(Beginning of Information given)
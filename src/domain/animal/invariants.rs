use super::entity::Animal;
use crate::domain::{DomainError, DomainResult};

/// Validates all Animal invariants
pub fn validate_animal(animal: &Animal) -> DomainResult<()> {
    validate_required("Animal name", &animal.name)?;
    validate_required("Animal description", &animal.description)?;
    validate_optional("Photo reference", animal.photo.as_deref())?;
    Ok(())
}

fn validate_required(field: &str, value: &str) -> DomainResult<()> {
    if value.trim().is_empty() {
        return Err(DomainError::InvariantViolation(format!(
            "{} cannot be empty",
            field
        )));
    }
    Ok(())
}

/// Optional fields may be absent, but not present-and-blank
fn validate_optional(field: &str, value: Option<&str>) -> DomainResult<()> {
    match value {
        Some(v) if v.trim().is_empty() => Err(DomainError::InvariantViolation(format!(
            "{} cannot be blank when set",
            field
        ))),
        _ => Ok(()),
    }
}

/// Invariants that must hold true for the Animal domain:
///
/// 1. Identity (UUID) is immutable
/// 2. Name and description are required
/// 3. New reports are Available
/// 4. Status only changes through the adoption lifecycle
/// 5. Created timestamp never changes

#[cfg(test)]
mod tests {
    use super::*;
    use crate::domain::animal::AnimalStatus;

    #[test]
    fn test_valid_animal() {
        let animal = Animal::new("Biscuit".to_string(), "Brown terrier mix".to_string());
        assert!(validate_animal(&animal).is_ok());
        assert_eq!(animal.status, AnimalStatus::Available);
    }

    #[test]
    fn test_blank_name_fails() {
        let animal = Animal::new("  ".to_string(), "Brown terrier mix".to_string());
        assert!(validate_animal(&animal).is_err());
    }

    #[test]
    fn test_missing_description_fails() {
        let animal = Animal::new("Biscuit".to_string(), String::new());
        assert!(validate_animal(&animal).is_err());
    }

    #[test]
    fn test_blank_photo_fails() {
        let mut animal = Animal::new("Biscuit".to_string(), "Terrier".to_string());
        animal.update_details(None, None, Some(Some(" ".to_string())), None);
        assert!(validate_animal(&animal).is_err());
    }

    #[test]
    fn test_update_details_keeps_status() {
        let mut animal = Animal::new("Biscuit".to_string(), "Terrier".to_string());
        animal.status = AnimalStatus::PendingAdoption;
        animal.update_details(Some("Biscuit II".to_string()), None, None, None);
        assert_eq!(animal.name, "Biscuit II");
        assert_eq!(animal.status, AnimalStatus::PendingAdoption);
    }

    #[test]
    fn test_status_labels_round_trip_through_serde() {
        let json = serde_json::to_string(&AnimalStatus::PendingAdoption).unwrap();
        assert_eq!(json, "\"Pending Adoption\"");
        assert_eq!(AnimalStatus::parse("Adopted"), Some(AnimalStatus::Adopted));
        assert_eq!(AnimalStatus::parse("adopted"), None);
    }
}
pub mod entity;
pub mod invariants;

pub use entity::{normalize_email, Account, Role, Session, UserProfile};
pub use invariants::{
    validate_credentials, validate_email, validate_new_password, MIN_PASSWORD_LENGTH,
};
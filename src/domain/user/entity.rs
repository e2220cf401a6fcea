use chrono::{DateTime, Utc};
use serde::{Deserialize, Serialize};
use uuid::Uuid;

/// Account-level permission tier, fixed at sign-up
#[derive(Debug, Clone, Copy, PartialEq, Eq, Hash, Serialize, Deserialize)]
#[serde(rename_all = "lowercase")]
pub enum Role {
    User,
    Admin,
}

/// Profile record keyed by account id; holds the role
#[derive(Debug, Clone, PartialEq, Serialize, Deserialize)]
pub struct UserProfile {
    pub id: Uuid,
    pub email: String,
    pub username: Option<String>,
    pub role: Role,
    pub created_at: DateTime<Utc>,
}

/// Credential record backing email/password sign-in
#[derive(Debug, Clone)]
pub struct Account {
    pub user_id: Uuid,

    /// Lowercased, trimmed
    pub email: String,

    /// PHC-formatted Argon2id hash
    pub password_hash: String,

    pub created_at: DateTime<Utc>,
}

/// The signed-in user as seen by the screens
/// Lives only as long as the sign-in; never persisted
#[derive(Debug, Clone, PartialEq, Serialize, Deserialize)]
pub struct Session {
    pub user_id: Uuid,
    pub email: String,
    pub username: Option<String>,
    pub role: Role,
    pub signed_in_at: DateTime<Utc>,
}

impl Role {
    pub fn as_str(&self) -> &'static str {
        match self {
            Role::User => "user",
            Role::Admin => "admin",
        }
    }

    /// Accepts the sign-up picker labels ("User", "Admin") as well as stored values
    pub fn parse(value: &str) -> Option<Self> {
        match value.trim().to_ascii_lowercase().as_str() {
            "user" => Some(Role::User),
            "admin" => Some(Role::Admin),
            _ => None,
        }
    }

    pub fn is_admin(&self) -> bool {
        *self == Role::Admin
    }
}

impl Default for Role {
    fn default() -> Self {
        Role::User
    }
}

impl std::fmt::Display for Role {
    fn fmt(&self, f: &mut std::fmt::Formatter<'_>) -> std::fmt::Result {
        f.write_str(self.as_str())
    }
}

impl UserProfile {
    pub fn new(id: Uuid, email: String, username: Option<String>, role: Role) -> Self {
        Self {
            id,
            email,
            username,
            role,
            created_at: Utc::now(),
        }
    }
}

impl Account {
    pub fn new(email: &str, password_hash: String) -> Self {
        Self {
            user_id: Uuid::new_v4(),
            email: normalize_email(email),
            password_hash,
            created_at: Utc::now(),
        }
    }
}

impl Session {
    pub fn from_profile(profile: &UserProfile) -> Self {
        Self {
            user_id: profile.id,
            email: profile.email.clone(),
            username: profile.username.clone(),
            role: profile.role,
            signed_in_at: Utc::now(),
        }
    }

    /// Session for an account whose profile record is missing
    pub fn without_profile(user_id: Uuid, email: String) -> Self {
        Self {
            user_id,
            email,
            username: None,
            role: Role::default(),
            signed_in_at: Utc::now(),
        }
    }

    /// Identity recorded on adoption requests: username when set, else email
    pub fn display_identity(&self) -> &str {
        match self.username.as_deref() {
            Some(name) if !name.trim().is_empty() => name,
            _ => &self.email,
        }
    }

    pub fn is_admin(&self) -> bool {
        self.role.is_admin()
    }
}

pub fn normalize_email(email: &str) -> String {
    email.trim().to_lowercase()
}
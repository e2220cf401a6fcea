// src/domain/access.rs
//
// Role-gated view composition.
//
// A static table from the current role to the reachable screens and the
// operations they may trigger. No history is involved, only the role held
// by the current session (or its absence).

use serde::{Deserialize, Serialize};

use super::user::Role;

/// Screens of the mobile client
#[derive(Debug, Clone, Copy, PartialEq, Eq, Hash, Serialize, Deserialize)]
pub enum Screen {
    Login,
    SignUp,
    Home,
    AnimalList,
    AnimalDetails,
    AddReport,
    RequestAdoption,
    AdoptionRequests,
}

/// Operations a screen can trigger
#[derive(Debug, Clone, Copy, PartialEq, Eq, Hash, Serialize, Deserialize)]
#[serde(rename_all = "snake_case")]
pub enum Operation {
    ListAnimals,
    ViewAnimal,
    CreateAnimal,
    EditAnimal,
    DeleteAnimal,
    SubmitRequest,
    ViewOwnRequests,
    ViewAllRequests,
    RespondToRequest,
    WithdrawOwnRequest,
    WithdrawAnyRequest,
}

const ANONYMOUS_SCREENS: &[Screen] = &[Screen::Login, Screen::SignUp];

const USER_SCREENS: &[Screen] = &[
    Screen::Home,
    Screen::AnimalList,
    Screen::AnimalDetails,
    Screen::RequestAdoption,
    Screen::AdoptionRequests,
];

const ADMIN_SCREENS: &[Screen] = &[
    Screen::Home,
    Screen::AnimalList,
    Screen::AnimalDetails,
    Screen::AddReport,
    Screen::AdoptionRequests,
];

const USER_OPERATIONS: &[Operation] = &[
    Operation::ListAnimals,
    Operation::ViewAnimal,
    Operation::SubmitRequest,
    Operation::ViewOwnRequests,
    Operation::WithdrawOwnRequest,
];

const ADMIN_OPERATIONS: &[Operation] = &[
    Operation::ListAnimals,
    Operation::ViewAnimal,
    Operation::CreateAnimal,
    Operation::EditAnimal,
    Operation::DeleteAnimal,
    Operation::ViewAllRequests,
    Operation::RespondToRequest,
    Operation::WithdrawOwnRequest,
    Operation::WithdrawAnyRequest,
];

/// Screens reachable for the given role; `None` means signed out
pub fn screens_for(role: Option<Role>) -> &'static [Screen] {
    match role {
        None => ANONYMOUS_SCREENS,
        Some(Role::User) => USER_SCREENS,
        Some(Role::Admin) => ADMIN_SCREENS,
    }
}

/// Operations permitted for the given role; signed out permits none
pub fn operations_for(role: Option<Role>) -> &'static [Operation] {
    match role {
        None => &[],
        Some(Role::User) => USER_OPERATIONS,
        Some(Role::Admin) => ADMIN_OPERATIONS,
    }
}

pub fn permits(role: Option<Role>, operation: Operation) -> bool {
    operations_for(role).contains(&operation)
}

pub fn can_reach(role: Option<Role>, screen: Screen) -> bool {
    screens_for(role).contains(&screen)
}

/// First screen of the navigation stack
pub fn initial_screen(role: Option<Role>) -> Screen {
    match role {
        None => Screen::Login,
        Some(_) => Screen::Home,
    }
}

/// The screen that exposes an operation
pub fn screen_for(operation: Operation) -> Screen {
    match operation {
        Operation::ListAnimals => Screen::AnimalList,
        Operation::ViewAnimal => Screen::AnimalDetails,
        Operation::CreateAnimal | Operation::EditAnimal => Screen::AddReport,
        Operation::DeleteAnimal => Screen::AnimalList,
        Operation::SubmitRequest => Screen::RequestAdoption,
        Operation::ViewOwnRequests
        | Operation::ViewAllRequests
        | Operation::RespondToRequest
        | Operation::WithdrawOwnRequest
        | Operation::WithdrawAnyRequest => Screen::AdoptionRequests,
    }
}
// src/application/commands/adoption_commands.rs
//
// Adoption request command handlers

use crate::application::commands::parse_id;
use crate::application::dto::{AdoptionRequestDto, RespondToRequestDto};
use crate::application::error_handling::CommandResult;
use crate::application::feeds::AdoptionRequestFeed;
use crate::application::state::AppState;
use crate::domain::access::Operation;
use crate::domain::adoption::AdoptionRequest;
use crate::services::{authorize, AdoptionRequestView, WithdrawOutcome, UNKNOWN_ANIMAL_NAME};

fn to_dto(state: &AppState, request: AdoptionRequest) -> AdoptionRequestDto {
    let animal_name = state
        .animal_feed
        .snapshot()
        .iter()
        .find(|animal| animal.id == request.animal_id)
        .map(|animal| animal.name.clone())
        .unwrap_or_else(|| UNKNOWN_ANIMAL_NAME.to_string());

    AdoptionRequestDto::from(AdoptionRequestView {
        request,
        animal_name,
    })
}

pub async fn submit_adoption_request(
    state: &AppState,
    animal_id: String,
) -> CommandResult<AdoptionRequestDto> {
    let id = parse_id(&animal_id, "animal")?;
    let session = state.session.current();

    let request = state.adoption_service.submit(session.as_ref(), id)?;
    Ok(to_dto(state, request))
}

pub async fn respond_to_adoption_request(
    state: &AppState,
    dto: RespondToRequestDto,
) -> CommandResult<AdoptionRequestDto> {
    let id = parse_id(&dto.request_id, "request")?;
    let session = state.session.current();

    let request = state
        .adoption_service
        .respond(session.as_ref(), id, dto.accepted)?;
    Ok(to_dto(state, request))
}

/// A missing request is reported in the outcome, not as an error
pub async fn withdraw_adoption_request(
    state: &AppState,
    request_id: String,
) -> CommandResult<WithdrawOutcome> {
    let id = parse_id(&request_id, "request")?;
    let session = state.session.current();

    Ok(state.adoption_service.withdraw(session.as_ref(), id)?)
}

pub async fn list_adoption_requests(state: &AppState) -> CommandResult<Vec<AdoptionRequestDto>> {
    let session = state.session.current();
    let views = state.adoption_service.visible_requests(session.as_ref())?;

    Ok(views.into_iter().map(AdoptionRequestDto::from).collect())
}

/// Live request list for the current session
pub async fn subscribe_adoption_requests(state: &AppState) -> CommandResult<AdoptionRequestFeed> {
    let session = state.session.current();
    let operation = match &session {
        Some(s) if s.is_admin() => Operation::ViewAllRequests,
        _ => Operation::ViewOwnRequests,
    };
    let session = authorize(session.as_ref(), operation)?.clone();

    Ok(AdoptionRequestFeed::new(
        session,
        state.request_feed.subscribe(),
        state.animal_feed.clone(),
    ))
}
// src/services/adoption_service.rs
//
// Adoption request lifecycle: submit, respond, withdraw.
//
// Each operation is role-gated first, then validated, then written through a
// repository call that keeps the request and its animal in one transaction.
// Events go out only after the transaction committed.

use std::collections::HashMap;
use std::sync::Arc;

use serde::Serialize;
use uuid::Uuid;

use crate::domain::access::{permits, Operation};
use crate::domain::adoption::{
    derive_animal_status, validate_adoption_request, AdoptionRequest, LifecycleAction,
};
use crate::domain::animal::{Animal, AnimalStatus};
use crate::domain::user::Session;
use crate::domain::DomainError;
use crate::error::{AppError, AppResult};
use crate::events::{AdoptionRequested, AdoptionResponded, AdoptionWithdrawn, EventBus};
use crate::repositories::{AdoptionRequestRepository, AnimalRepository, DecisionOutcome};
use crate::services::authorization::authorize;

/// Name shown for a request whose animal has been removed
pub const UNKNOWN_ANIMAL_NAME: &str = "Unknown";

/// Result of a withdraw call
#[derive(Debug, Clone, PartialEq, Serialize)]
#[serde(tag = "outcome", rename_all = "snake_case")]
pub enum WithdrawOutcome {
    Withdrawn {
        request_id: Uuid,
        animal_id: Uuid,
        animal_status: Option<AnimalStatus>,
    },
    /// Nothing to withdraw; no writes were made
    NotFound,
}

/// A request row as the requests screen shows it
#[derive(Debug, Clone, PartialEq, Serialize)]
pub struct AdoptionRequestView {
    pub request: AdoptionRequest,
    pub animal_name: String,
}

/// Stored animal status compared with the one its requests imply
#[derive(Debug, Clone, PartialEq, Serialize)]
pub struct AnimalStatusAudit {
    pub animal_id: Uuid,
    pub stored: AnimalStatus,
    pub derived: AnimalStatus,
    pub request_count: usize,
}

impl AnimalStatusAudit {
    pub fn is_consistent(&self) -> bool {
        self.stored == self.derived
    }
}

/// Join requests to their animals' names
pub fn join_with_animals(
    requests: &[AdoptionRequest],
    animals: &[Animal],
) -> Vec<AdoptionRequestView> {
    let names: HashMap<Uuid, &str> = animals
        .iter()
        .map(|animal| (animal.id, animal.name.as_str()))
        .collect();

    requests
        .iter()
        .map(|request| AdoptionRequestView {
            request: request.clone(),
            animal_name: names
                .get(&request.animal_id)
                .copied()
                .unwrap_or(UNKNOWN_ANIMAL_NAME)
                .to_string(),
        })
        .collect()
}

/// Requests the session may see: all for admins, own for users
pub fn visible_to<'a>(
    session: &Session,
    requests: impl IntoIterator<Item = &'a AdoptionRequest>,
) -> Vec<AdoptionRequest> {
    let sees_all = permits(Some(session.role), Operation::ViewAllRequests);
    requests
        .into_iter()
        .filter(|request| sees_all || request.is_owned_by(session.user_id))
        .cloned()
        .collect()
}

pub struct AdoptionService {
    animal_repo: Arc<dyn AnimalRepository>,
    request_repo: Arc<dyn AdoptionRequestRepository>,
    event_bus: Arc<EventBus>,
}

impl AdoptionService {
    pub fn new(
        animal_repo: Arc<dyn AnimalRepository>,
        request_repo: Arc<dyn AdoptionRequestRepository>,
        event_bus: Arc<EventBus>,
    ) -> Self {
        Self {
            animal_repo,
            request_repo,
            event_bus,
        }
    }

    /// File a Pending request for an animal that is not yet adopted
    pub fn submit(&self, session: Option<&Session>, animal_id: Uuid) -> AppResult<AdoptionRequest> {
        let session = authorize(session, Operation::SubmitRequest)?;

        let animal = self
            .animal_repo
            .get_by_id(animal_id)?
            .ok_or(AppError::NotFound)?;

        if !animal.accepts_requests() {
            return Err(AppError::Domain(DomainError::InvalidStateTransition(format!(
                "{} has already been adopted",
                animal.name
            ))));
        }

        let request = AdoptionRequest::new(
            animal.id,
            session.user_id,
            session.display_identity().to_string(),
        );
        validate_adoption_request(&request).map_err(AppError::from_input)?;

        let animal_status = self.request_repo.insert_and_sync(&request)?;

        log::info!(
            "{:?}: request {} by {} for animal {}, animal now {}",
            LifecycleAction::Submit,
            request.id,
            request.requester,
            animal.id,
            animal_status
        );
        self.event_bus.emit(AdoptionRequested::new(
            request.id,
            request.animal_id,
            request.requester.clone(),
            animal_status,
        ));

        Ok(request)
    }

    /// Accept or decline a Pending request
    ///
    /// The animal is taken from the stored request. A request that was
    /// decided in the meantime is an invalid state transition.
    pub fn respond(
        &self,
        session: Option<&Session>,
        request_id: Uuid,
        accepted: bool,
    ) -> AppResult<AdoptionRequest> {
        authorize(session, Operation::RespondToRequest)?;

        let mut request = self
            .request_repo
            .get_by_id(request_id)?
            .ok_or(AppError::NotFound)?;

        request.decide(accepted)?;

        let animal_status = match self.request_repo.decide_and_sync(&request)? {
            DecisionOutcome::Applied(status) => status,
            DecisionOutcome::Stale => {
                return Err(AppError::Domain(DomainError::InvalidStateTransition(format!(
                    "Adoption request {} was decided concurrently",
                    request.id
                ))));
            }
        };

        if animal_status.is_none() {
            log::warn!(
                "Request {} decided but animal {} no longer exists",
                request.id,
                request.animal_id
            );
        }

        log::info!(
            "{:?}: request {}, animal {} now {:?}",
            LifecycleAction::from_decision(accepted),
            request.id,
            request.animal_id,
            animal_status
        );
        self.event_bus.emit(AdoptionResponded::new(
            request.id,
            request.animal_id,
            accepted,
            animal_status,
        ));

        Ok(request)
    }

    /// Delete a request and release its animal
    ///
    /// Users may withdraw only their own requests; admins any.
    pub fn withdraw(&self, session: Option<&Session>, request_id: Uuid) -> AppResult<WithdrawOutcome> {
        let session = authorize(session, Operation::WithdrawOwnRequest)?;

        let request = match self.request_repo.get_by_id(request_id)? {
            Some(request) => request,
            None => {
                log::warn!("Withdraw: adoption request {} not found", request_id);
                return Ok(WithdrawOutcome::NotFound);
            }
        };

        let may_withdraw_any = permits(Some(session.role), Operation::WithdrawAnyRequest);
        if !may_withdraw_any && !request.is_owned_by(session.user_id) {
            return Err(AppError::forbidden(
                "Only the requester or an administrator may withdraw this request",
            ));
        }

        let withdrawn = match self.request_repo.delete_and_sync(request_id)? {
            Some(withdrawn) => withdrawn,
            None => {
                log::warn!("Withdraw: adoption request {} vanished", request_id);
                return Ok(WithdrawOutcome::NotFound);
            }
        };

        log::info!(
            "{:?}: request {}, animal {} now {:?}",
            LifecycleAction::Withdraw,
            withdrawn.request.id,
            withdrawn.request.animal_id,
            withdrawn.animal_status
        );
        self.event_bus.emit(AdoptionWithdrawn::new(
            withdrawn.request.id,
            withdrawn.request.animal_id,
            session.user_id,
            withdrawn.animal_status,
        ));

        Ok(WithdrawOutcome::Withdrawn {
            request_id: withdrawn.request.id,
            animal_id: withdrawn.request.animal_id,
            animal_status: withdrawn.animal_status,
        })
    }

    /// Requests shown on the requests screen, newest first
    pub fn visible_requests(&self, session: Option<&Session>) -> AppResult<Vec<AdoptionRequestView>> {
        let requests = match session {
            Some(s) if permits(Some(s.role), Operation::ViewAllRequests) => {
                self.request_repo.list_all()?
            }
            _ => {
                let session = authorize(session, Operation::ViewOwnRequests)?;
                self.request_repo.list_by_requester(session.user_id)?
            }
        };

        let animals = self.animal_repo.list_all()?;
        Ok(join_with_animals(&requests, &animals))
    }

    /// Compare an animal's stored status with the one its requests imply
    pub fn audit_animal(&self, session: Option<&Session>, animal_id: Uuid) -> AppResult<AnimalStatusAudit> {
        authorize(session, Operation::ViewAnimal)?;

        let animal = self
            .animal_repo
            .get_by_id(animal_id)?
            .ok_or(AppError::NotFound)?;
        let requests = self.request_repo.list_by_animal(animal_id)?;
        let statuses: Vec<_> = requests.iter().map(|r| r.status).collect();

        let audit = AnimalStatusAudit {
            animal_id,
            stored: animal.status,
            derived: derive_animal_status(&statuses),
            request_count: requests.len(),
        };

        if !audit.is_consistent() {
            log::warn!(
                "Animal {} is stored as {} but its requests imply {}",
                animal_id,
                audit.stored,
                audit.derived
            );
        }

        Ok(audit)
    }
}
// src/db/migrations.rs
//
// Database schema initialization and migrations
//
// PRINCIPLES:
// - Explicit schema versions
// - No automatic migrations
// - Clear error messages
// - Idempotent operations

use crate::error::{AppError, AppResult};
use rusqlite::Connection;

/// Current schema version
/// Increment this when adding migrations
const CURRENT_SCHEMA_VERSION: i32 = 1;

/// Initialize the database schema
///
/// Safe to call multiple times (idempotent).
pub fn initialize_database(conn: &Connection) -> AppResult<()> {
    let current_version = get_schema_version(conn)?;

    if current_version == 0 {
        apply_initial_schema(conn)?;
        set_schema_version(conn, CURRENT_SCHEMA_VERSION)?;
        log::info!("Applied schema version {}", CURRENT_SCHEMA_VERSION);
    } else if current_version < CURRENT_SCHEMA_VERSION {
        return Err(AppError::Other(format!(
            "Schema version {} is outdated. Expected {}. Manual migration required.",
            current_version, CURRENT_SCHEMA_VERSION
        )));
    } else if current_version > CURRENT_SCHEMA_VERSION {
        return Err(AppError::Other(format!(
            "Schema version {} is newer than supported {}. Update the application.",
            current_version, CURRENT_SCHEMA_VERSION
        )));
    }

    Ok(())
}

/// Get current schema version
/// Returns 0 if schema_version table doesn't exist (fresh database)
fn get_schema_version(conn: &Connection) -> AppResult<i32> {
    let table_exists: bool = conn
        .query_row(
            "SELECT EXISTS(SELECT 1 FROM sqlite_master WHERE type='table' AND name='schema_version')",
            [],
            |row| row.get(0),
        )
        .map_err(AppError::Database)?;

    if !table_exists {
        return Ok(0);
    }

    let version: Option<i32> = conn
        .query_row("SELECT MAX(version) FROM schema_version", [], |row| row.get(0))
        .map_err(AppError::Database)?;

    Ok(version.unwrap_or(0))
}

fn set_schema_version(conn: &Connection, version: i32) -> AppResult<()> {
    conn.execute(
        "INSERT OR IGNORE INTO schema_version (version, applied_at) VALUES (?1, datetime('now'))",
        [version],
    )
    .map_err(AppError::Database)?;

    Ok(())
}

/// Apply initial schema (version 1)
fn apply_initial_schema(conn: &Connection) -> AppResult<()> {
    let schema = include_str!("../../schema.sql");

    conn.execute_batch(schema)
        .map_err(|e| AppError::Other(format!("Failed to apply initial schema: {}", e)))?;

    Ok(())
}

/// Verify database integrity
///
/// Runs SQLite's integrity check plus a foreign key check.
pub fn verify_database_integrity(conn: &Connection) -> AppResult<()> {
    let result: String = conn
        .query_row("PRAGMA integrity_check", [], |row| row.get(0))
        .map_err(AppError::Database)?;

    if result != "ok" {
        return Err(AppError::Other(format!(
            "Database integrity check failed: {}",
            result
        )));
    }

    let mut stmt = conn.prepare("PRAGMA foreign_key_check")?;
    let dangling = stmt.query_map([], |_| Ok(()))?.count();
    if dangling > 0 {
        return Err(AppError::Other(format!(
            "Database has {} rows with dangling references",
            dangling
        )));
    }

    Ok(())
}

/// Get database statistics
pub fn get_database_stats(conn: &Connection) -> AppResult<DatabaseStats> {
    let page_count: i64 = conn
        .query_row("PRAGMA page_count", [], |row| row.get(0))
        .map_err(AppError::Database)?;

    let page_size: i64 = conn
        .query_row("PRAGMA page_size", [], |row| row.get(0))
        .map_err(AppError::Database)?;

    let count = |table: &str| -> AppResult<i64> {
        conn.query_row(&format!("SELECT COUNT(*) FROM {}", table), [], |row| row.get(0))
            .map_err(AppError::Database)
    };

    Ok(DatabaseStats {
        size_bytes: page_count * page_size,
        page_count,
        page_size,
        animal_count: count("animals")?,
        adoption_request_count: count("adoption_requests")?,
        user_count: count("users")?,
    })
}

/// Database statistics
#[derive(Debug)]
pub struct DatabaseStats {
    pub size_bytes: i64,
    pub page_count: i64,
    pub page_size: i64,
    pub animal_count: i64,
    pub adoption_request_count: i64,
    pub user_count: i64,
}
(End of Information given)
**Exercise instructions**
Among the records above, find each line holding the string "never" and pull it out.

**Problem solution**
/// 5. Created timestamp never changes
/// Lives only as long as the sign-in; never persisted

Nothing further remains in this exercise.